Trump sets 10 to 12-day deadline for Russia on war with Ukraine
TURNBERRY, Scotland (Reuters) -U.S. President Donald Trump said on Monday he was setting a new 10 or 12-day deadline for Russia over its war in Ukraine, underscoring his frustration with Russian President Vladimir Putin for prolonging fighting between the two sides.
Speaking in Scotland, where he is holding meetings with European leaders and playing golf, Trump said he was disappointed in Putin and shortening a 50-day deadline he had set on the issue earlier this month.
"I'm going to make a new deadline of about ... 10 or 12 days from today," Trump told reporters during a meeting with British Prime Minister Keir Starmer. "There's no reason in waiting... We just don't see any progress being made."
The U.S. president has repeatedly voiced exasperation with Putin for continuing attacks on Ukraine despite U.S. efforts to end the war.

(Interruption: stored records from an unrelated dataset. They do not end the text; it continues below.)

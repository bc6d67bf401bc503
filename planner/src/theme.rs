//! Process-wide light/dark theme, persisted under a single key.

pub const THEME_KEY: &str = "theme";

#[derive(Debug, Clone, Copy, PartialEq, Eq, Default)]
pub enum Theme {
    #[default]
    Light,
    Dark,
}

impl Theme {
    pub fn as_str(self) -> &'static str {
        match self {
            Theme::Light => "light",
            Theme::Dark => "dark",
        }
    }

    pub fn toggled(self) -> Self {
        match self {
            Theme::Light => Theme::Dark,
            Theme::Dark => Theme::Light,
        }
    }
}

/// Key/value persistence for the theme (browser `localStorage` in the app).
pub trait ThemeStore {
    fn read(&self, key: &str) -> Option<String>;
    fn write(&mut self, key: &str, value: &str);
}

pub struct ThemeSetting<S: ThemeStore> {
    store: S,
    current: Theme,
}

impl<S: ThemeStore> ThemeSetting<S> {
    /// Read the persisted theme once. Anything other than `"dark"` is light.
    pub fn init(store: S) -> Self {
        let current = match store.read(THEME_KEY).as_deref() {
            Some("dark") => Theme::Dark,
            _ => Theme::Light,
        };
        Self { store, current }
    }

    pub fn current(&self) -> Theme {
        self.current
    }

    pub fn is_dark(&self) -> bool {
        self.current == Theme::Dark
    }

    pub fn toggle(&mut self) -> Theme {
        self.current = self.current.toggled();
        self.store.write(THEME_KEY, self.current.as_str());
        self.current
    }
}

#[cfg(test)]
mod tests {
    use super::*;
    use std::{cell::RefCell, collections::HashMap, rc::Rc};

    #[derive(Clone, Default)]
    struct MemoryStore {
        values: Rc<RefCell<HashMap<String, String>>>,
        reads: Rc<RefCell<usize>>,
    }

    impl ThemeStore for MemoryStore {
        fn read(&self, key: &str) -> Option<String> {
            *self.reads.borrow_mut() += 1;
            self.values.borrow().get(key).cloned()
        }

        fn write(&mut self, key: &str, value: &str) {
            self.values.borrow_mut().insert(key.into(), value.into());
        }
    }

    #[test]
    fn missing_value_defaults_to_light() {
        let setting = ThemeSetting::init(MemoryStore::default());
        assert_eq!(setting.current(), Theme::Light);
    }

    #[test]
    fn persisted_dark_is_restored() {
        let store = MemoryStore::default();
        store
            .values
            .borrow_mut()
            .insert(THEME_KEY.into(), "dark".into());
        let setting = ThemeSetting::init(store);
        assert!(setting.is_dark());
    }

    #[test]
    fn unknown_value_is_light() {
        let store = MemoryStore::default();
        store
            .values
            .borrow_mut()
            .insert(THEME_KEY.into(), "sepia".into());
        assert_eq!(ThemeSetting::init(store).current(), Theme::Light);
    }

    #[test]
    fn toggle_alternates_and_persists() {
        let store = MemoryStore::default();
        let mut setting = ThemeSetting::init(store.clone());

        assert_eq!(setting.toggle(), Theme::Dark);
        assert_eq!(
            store.values.borrow().get(THEME_KEY).map(String::as_str),
            Some("dark")
        );
        assert_eq!(setting.toggle(), Theme::Light);
        assert_eq!(
            store.values.borrow().get(THEME_KEY).map(String::as_str),
            Some("light")
        );
        assert_eq!(*store.reads.borrow(), 1);
    }
}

Before returning to the White House in January, Trump, who views himself as a peacemaker, had promised to end the three-and-a-half-year-old conflict within 24 hours.
"I'm disappointed in President Putin," Trump said on Monday. "I'm going to reduce that 50 days that I gave him to a lesser number because I think I already know the answer what's going to happen."
There was no immediate comment from the Kremlin.
Trump has threatened new sanctions on Russia and buyers of its exports unless an agreement is reached by early September.
But the president, who has also expressed annoyance with Ukrainian President Volodymyr Zelenskiy, has not always followed up on his tough talk about Putin with action, citing what he deems a good relationship that the two men have had previously.
"We thought we had that settled numerous times, and then President Putin goes out and starts launching rockets into some city like Kyiv and kills a lot of people in a nursing home or whatever," Trump said. "And I say that's not the way to do it."